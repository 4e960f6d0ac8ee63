//! Session shell
//!
//! The façade the renderer talks to: one backend session, one submission
//! controller, and the read-only view of both.

use std::time::{Duration, Instant};

use tracing::{debug, error, info};

use crate::core::process::{ProcessFactory, SpawnError};
use crate::core::session::{ProcessSession, SessionState};
use crate::core::submission::{SubmissionController, SubmissionState, DEFAULT_BUSY_DELAY};
use crate::core::transcript::{DisplayLine, DEFAULT_SNAPSHOT_LIMIT};

/// Knobs for a shell, usually filled from [`crate::config::Config`]
#[derive(Debug, Clone)]
pub struct ShellOptions {
    /// Line appended when the backend exits
    pub sentinel: String,
    /// Lines exposed through `snapshot()`
    pub transcript_limit: usize,
    /// How long the busy indicator stays up after a submission
    pub busy_delay: Duration,
    /// Also log submitted text into the transcript
    pub echo_input: bool,
}

impl Default for ShellOptions {
    fn default() -> Self {
        Self {
            sentinel: "👋 nlbt exited".to_string(),
            transcript_limit: DEFAULT_SNAPSHOT_LIMIT,
            busy_delay: DEFAULT_BUSY_DELAY,
            echo_input: false,
        }
    }
}

/// Backend slot: either a live session or the reason it never started
enum Backend {
    Live(ProcessSession),
    Failed(SpawnError),
}

pub struct SessionShell {
    backend: Backend,
    submission: SubmissionController,
    options: ShellOptions,
}

impl SessionShell {
    /// Start the backend through `factory`.
    ///
    /// A spawn failure does not fail construction; it is kept and exposed
    /// through [`SessionShell::spawn_error`] so the view can show it.
    pub fn new(factory: &mut dyn ProcessFactory, options: ShellOptions) -> Self {
        let backend = match ProcessSession::start(factory, options.sentinel.clone()) {
            Ok(session) => {
                info!("Backend started");
                Backend::Live(session)
            }
            Err(e) => {
                error!("Failed to start backend: {}", e);
                Backend::Failed(e)
            }
        };

        Self {
            backend,
            submission: SubmissionController::new(options.busy_delay),
            options,
        }
    }

    /// Submit a committed line of input
    pub fn submit(&mut self, text: &str) {
        self.submit_at(text, Instant::now());
    }

    pub fn submit_at(&mut self, text: &str, now: Instant) {
        self.submission.submit(now);

        if let Backend::Live(session) = &mut self.backend {
            if self.options.echo_input && session.is_running() {
                session.note(&format!("> {}", text));
            }
            session.send(text);
        } else {
            debug!("No backend, dropping input {:?}", text);
        }
    }

    /// Advance the shell: drain backend output and fire due busy resets.
    ///
    /// Returns true if anything visible changed.
    pub fn tick(&mut self) -> bool {
        self.tick_at(Instant::now())
    }

    pub fn tick_at(&mut self, now: Instant) -> bool {
        let mut changed = false;

        if let Backend::Live(session) = &mut self.backend {
            let was_running = session.is_running();
            changed |= session.pump();
            if was_running && !session.is_running() {
                // Backend exited on its own; release the handle
                session.stop();
            }
        }

        changed |= self.submission.tick(now);
        changed
    }

    /// Release the backend. Safe to call more than once.
    pub fn shutdown(&mut self) {
        if let Backend::Live(session) = &mut self.backend {
            session.stop();
        }
    }

    /// Most recent transcript lines, capped at the configured limit
    pub fn snapshot(&self) -> &[DisplayLine] {
        match &self.backend {
            Backend::Live(session) => session.snapshot(self.options.transcript_limit),
            Backend::Failed(_) => &[],
        }
    }

    #[allow(dead_code)]
    pub fn submission_state(&self) -> SubmissionState {
        self.submission.state()
    }

    pub fn is_busy(&self) -> bool {
        self.submission.is_busy()
    }

    /// Backend state; `None` if it never started
    pub fn session_state(&self) -> Option<SessionState> {
        match &self.backend {
            Backend::Live(session) => Some(session.state()),
            Backend::Failed(_) => None,
        }
    }

    /// True once the backend has exited or failed to start
    pub fn is_terminated(&self) -> bool {
        self.session_state() != Some(SessionState::Running)
    }

    pub fn spawn_error(&self) -> Option<&SpawnError> {
        match &self.backend {
            Backend::Live(_) => None,
            Backend::Failed(e) => Some(e),
        }
    }

    /// When the next busy reset is due, for bounding the event poll
    pub fn next_deadline(&self) -> Option<Instant> {
        self.submission.next_deadline()
    }
}

impl Drop for SessionShell {
    fn drop(&mut self) {
        self.shutdown();
    }
}

#[cfg(test)]
mod tests {
    use super::*;
    use crate::core::process::Channel;
    use crate::core::testing::{FakeFactory, FakeProcess};

    const MS: Duration = Duration::from_millis(1);

    fn shell_with(options: ShellOptions) -> (SessionShell, FakeProcess) {
        let mut factory = FakeFactory::new();
        let fake = factory.process();
        let shell = SessionShell::new(&mut factory, options);
        (shell, fake)
    }

    fn shell() -> (SessionShell, FakeProcess) {
        shell_with(ShellOptions::default())
    }

    #[test]
    fn test_construction_starts_backend() {
        let (shell, _fake) = shell();
        assert_eq!(shell.session_state(), Some(SessionState::Running));
        assert_eq!(shell.submission_state(), SubmissionState::Idle);
        assert!(shell.spawn_error().is_none());
        assert!(!shell.is_terminated());
    }

    #[test]
    fn test_submit_busy_then_idle() {
        let (mut shell, fake) = shell();
        let t0 = Instant::now();

        shell.submit_at("hello", t0);
        assert_eq!(shell.submission_state(), SubmissionState::Busy);
        assert_eq!(fake.written(), "hello\n");

        // Backend silent; the indicator still clears on schedule
        assert!(!shell.tick_at(t0 + 50 * MS));
        assert!(shell.is_busy());
        assert!(shell.tick_at(t0 + 100 * MS));
        assert_eq!(shell.submission_state(), SubmissionState::Idle);
    }

    #[test]
    fn test_rapid_submissions_in_order() {
        let (mut shell, fake) = shell();
        let t0 = Instant::now();

        shell.submit_at("one", t0);
        shell.submit_at("two", t0 + 30 * MS);
        assert_eq!(fake.written(), "one\ntwo\n");

        shell.tick_at(t0 + 100 * MS);
        assert!(shell.is_busy());
        assert_eq!(shell.next_deadline(), Some(t0 + 130 * MS));

        shell.tick_at(t0 + 130 * MS);
        assert!(!shell.is_busy());
    }

    #[test]
    fn test_output_reaches_snapshot() {
        let (mut shell, fake) = shell();
        fake.emit(Channel::Stdout, "Ready.\n");
        fake.emit(Channel::Stderr, "warning: slow\n");

        assert!(shell.tick());
        assert_eq!(shell.snapshot(), ["Ready.", "warning: slow"]);
    }

    #[test]
    fn test_snapshot_capped() {
        let options = ShellOptions {
            transcript_limit: 3,
            ..ShellOptions::default()
        };
        let (mut shell, fake) = shell_with(options);
        fake.emit(Channel::Stdout, "1\n2\n3\n4\n5\n");
        shell.tick();
        assert_eq!(shell.snapshot(), ["3", "4", "5"]);
    }

    #[test]
    fn test_exit_stops_and_freezes() {
        let (mut shell, fake) = shell();
        fake.exit(Some(0));

        assert!(shell.tick());
        assert!(shell.is_terminated());
        assert_eq!(shell.snapshot(), ["👋 nlbt exited"]);
        assert_eq!(fake.kill_count(), 1);

        // Input after exit is dropped without a trace
        shell.submit("anyone?");
        assert_eq!(fake.written(), "");
        assert_eq!(shell.snapshot().len(), 1);
        assert!(shell.is_busy());

        // Drop does not signal again
        drop(shell);
        assert_eq!(fake.kill_count(), 1);
    }

    #[test]
    fn test_drop_stops_backend() {
        let (shell, fake) = shell();
        drop(shell);
        assert_eq!(fake.kill_count(), 1);
    }

    #[test]
    fn test_shutdown_twice() {
        let (mut shell, fake) = shell();
        shell.shutdown();
        shell.shutdown();
        assert_eq!(fake.kill_count(), 1);
        assert_eq!(shell.session_state(), Some(SessionState::Running));
    }

    #[test]
    fn test_spawn_failure_surfaced() {
        let mut factory = FakeFactory::failing();
        let mut shell = SessionShell::new(&mut factory, ShellOptions::default());

        assert!(matches!(shell.spawn_error(), Some(SpawnError::NotFound { .. })));
        assert!(shell.is_terminated());
        assert!(shell.snapshot().is_empty());

        shell.submit("hi");
        assert!(shell.is_busy());
        assert_eq!(factory.spawn_count(), 1);
    }

    #[test]
    fn test_echo_input() {
        let options = ShellOptions {
            echo_input: true,
            ..ShellOptions::default()
        };
        let (mut shell, fake) = shell_with(options);
        shell.submit("2+2");
        fake.emit(Channel::Stdout, "4\n");
        shell.tick();
        assert_eq!(shell.snapshot(), ["> 2+2", "4"]);
    }
}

*What you will do*:
Wherever the word "sentinel" appears in the listing above, copy that line.

*Answer to this exercise*:
    pub sentinel: String,
            sentinel: "👋 nlbt exited".to_string(),
        let backend = match ProcessSession::start(factory, options.sentinel.clone()) {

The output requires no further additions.